Exercise objective | Collect the lines of the entries where "Result" shows up.

Entries provided |
§
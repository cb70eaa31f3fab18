//! Core types for playback synchronization

use crate::error::{PlaybackError, Result};
use serde::{Deserialize, Serialize};
use std::fmt;
use std::time::Duration;

/// Identity of one playback session
///
/// Every rebind produces a fresh id. Engine listeners and poll timers are
/// tagged with the id of the session they were registered for, which is how
/// stale events are told apart from current ones.
#[derive(Debug, Clone, Copy, PartialEq, Eq, Hash, PartialOrd, Ord, Serialize, Deserialize)]
pub struct SessionId(u64);

impl SessionId {
    /// Session of a player that has never bound a source
    pub const INITIAL: SessionId = SessionId(0);

    pub(crate) fn next(self) -> Self {
        SessionId(self.0 + 1)
    }

    /// Raw numeric value
    pub fn get(self) -> u64 {
        self.0
    }
}

impl fmt::Display for SessionId {
    fn fmt(&self, f: &mut fmt::Formatter<'_>) -> fmt::Result {
        write!(f, "session#{}", self.0)
    }
}

/// Playback phase
#[derive(Debug, Clone, Copy, PartialEq, Eq, Serialize, Deserialize)]
#[serde(rename_all = "lowercase")]
pub enum PlaybackPhase {
    /// No episode bound to the engine
    Unloaded,

    /// Source assigned, waiting for the engine to become ready or start
    Loading,

    /// Engine is rendering
    Playing,

    /// Bound and ready, not rendering
    Paused,

    /// Engine reported a failure; only a new request leaves this phase
    Errored,
}

impl PlaybackPhase {
    /// Whether play/pause and seek controls are disabled
    pub fn controls_disabled(self) -> bool {
        matches!(
            self,
            PlaybackPhase::Unloaded | PlaybackPhase::Loading | PlaybackPhase::Errored
        )
    }

    /// Whether the session may reposition by scrubbing
    pub(crate) fn allows_scrub(self) -> bool {
        matches!(
            self,
            PlaybackPhase::Loading | PlaybackPhase::Playing | PlaybackPhase::Paused
        )
    }
}

impl fmt::Display for PlaybackPhase {
    fn fmt(&self, f: &mut fmt::Formatter<'_>) -> fmt::Result {
        let name = match self {
            PlaybackPhase::Unloaded => "unloaded",
            PlaybackPhase::Loading => "loading",
            PlaybackPhase::Playing => "playing",
            PlaybackPhase::Paused => "paused",
            PlaybackPhase::Errored => "errored",
        };
        f.write_str(name)
    }
}

/// Request to bind an episode to the player
///
/// A request without an audio location unloads the player.
#[derive(Debug, Clone, Default, PartialEq, Eq, Serialize, Deserialize)]
pub struct PlaybackRequest {
    /// Episode identifier shown by the presentation layer
    pub source_reference: Option<String>,

    /// URI handed to the media engine
    pub audio_location: Option<String>,

    /// Start rendering as soon as the source is bound
    pub autoplay: bool,
}

impl PlaybackRequest {
    /// Request for an episode with a known location
    pub fn episode(source_reference: impl Into<String>, audio_location: impl Into<String>) -> Self {
        Self {
            source_reference: Some(source_reference.into()),
            audio_location: Some(audio_location.into()),
            autoplay: false,
        }
    }

    /// Request for a bare audio location
    pub fn location(audio_location: impl Into<String>) -> Self {
        Self {
            source_reference: None,
            audio_location: Some(audio_location.into()),
            autoplay: false,
        }
    }

    /// Request that unloads the player
    pub fn unload() -> Self {
        Self::default()
    }

    /// Set the autoplay flag
    pub fn with_autoplay(mut self, autoplay: bool) -> Self {
        self.autoplay = autoplay;
        self
    }

    /// The audio location, treating an empty string as absent
    pub fn location_str(&self) -> Option<&str> {
        self.audio_location.as_deref().filter(|l| !l.is_empty())
    }
}

/// Configuration for the playback state machine
#[derive(Debug, Clone, PartialEq, Serialize, Deserialize)]
#[serde(default)]
pub struct PlayerConfig {
    /// Progress sampling cadence in milliseconds (default: 50)
    pub poll_interval_ms: u64,

    /// Step used by `skip_back` (default: 10s)
    pub skip_back_seconds: f64,

    /// Step used by `skip_forward` (default: 30s)
    pub skip_forward_seconds: f64,

    /// Message raised through the notification sink on failure
    pub failure_message: String,
}

impl PlayerConfig {
    /// Sampling cadence as a `Duration`
    pub fn poll_interval(&self) -> Duration {
        Duration::from_millis(self.poll_interval_ms)
    }

    /// Reject settings the player cannot run with
    pub fn validate(&self) -> Result<()> {
        if self.poll_interval_ms == 0 {
            return Err(PlaybackError::InvalidConfig(
                "poll_interval_ms must be greater than zero".to_string(),
            ));
        }

        for (name, step) in [
            ("skip_back_seconds", self.skip_back_seconds),
            ("skip_forward_seconds", self.skip_forward_seconds),
        ] {
            if !(step.is_finite() && step > 0.0) {
                return Err(PlaybackError::InvalidConfig(format!(
                    "{name} must be a positive number of seconds, got {step}"
                )));
            }
        }

        Ok(())
    }
}

impl Default for PlayerConfig {
    fn default() -> Self {
        Self {
            poll_interval_ms: 50,
            skip_back_seconds: 10.0,
            skip_forward_seconds: 30.0,
            failure_message: "Failed to load podcast. Try again or check devtools for details."
                .to_string(),
        }
    }
}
§
Task answer |
use crate::error::{PlaybackError, Result};
    fn fmt(&self, f: &mut fmt::Formatter<'_>) -> fmt::Result {
    fn fmt(&self, f: &mut fmt::Formatter<'_>) -> fmt::Result {
    pub fn validate(&self) -> Result<()> {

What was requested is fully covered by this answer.